Anterolateral approach to the distal tibia for fixation of pilon fractures: Rate of wound complications in the early postoperative period

Michael S Khazzam, Gregory J. Della Rocca, Allison M. Wade, Yvonne M. Murtha, Brett D. Crist

Research output: Contribution to journalReview articlepeer-review

Abstract

Background Pilon fractures continue to be a treatment challenge. The purpose of this study was to examine our rate of early (up to 6 weeks) complications associated with using the anterolateral approach to the distal tibia. Methods Thirty-six patients treated between September, 2005, and July, 2007, at a level I trauma center were reviewed. Patients were treated by two fellowship-trained orthopaedic trauma surgeons.
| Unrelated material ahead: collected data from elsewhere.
//! pyrelease - release a Python package in one command.
//!
//! Installs the packaging tools, builds a source archive and a wheel, and
//! uploads exactly those artifacts to the package index.

use pyrelease::cli;
use pyrelease::cli::OutputManager;
use std::process;

#[tokio::main]
async fn main() {
    env_logger::init();

    match cli::run().await {
        Ok(exit_code) => {
            process::exit(exit_code);
        }
        Err(e) => {
            // Fatal errors are never quiet
            let output = OutputManager::new(false);
            output.error(&format!("Fatal error: {e}"));

            let suggestions = e.recovery_suggestions();
            if !suggestions.is_empty() {
                output.println("\n💡 Recovery suggestions:");
                for suggestion in suggestions {
                    output.indent(&suggestion);
                }
            }

            process::exit(e.exit_code());
        }
    }
}
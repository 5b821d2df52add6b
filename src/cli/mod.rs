//! Command line interface for pyrelease.

mod args;
pub mod commands;
mod output;

pub use args::{Args, Command, ReleaseOptions};
pub use commands::execute_command;
pub use output::OutputManager;

use crate::error::Result;

/// Main CLI entry point
pub async fn run() -> Result<i32> {
    let args = Args::parse_args();
    execute_command(args).await
}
Patients followed the standard staged protocol used for pilon fractures with early external fixation after injury and delayed definitive operative fixation through an anterolateral approach. Patients were examined clinically at 2-3 weeks and then 6 weeks for complications associated with the surgical approach. Results All fractures were AO/OTA type C fractures (72% C3, 19% C2, and 8% C1). Nine of the 36 patients (24.7%) had wound complications related to the anterolateral incision. Six patients (16.7%) had minor complications, and three (8%) had major complications. The three major complications were deep wound infections; the six minor complications were treated successfully with oral antibiotics and local wound care. Conclusions Open reduction and internal fixation of pilon fractures using an anterolateral approach provided an extensile approach to the distal tibia and ankle with a relatively low incidence of major early wound complications in a series of patients with highly complex pilon fractures.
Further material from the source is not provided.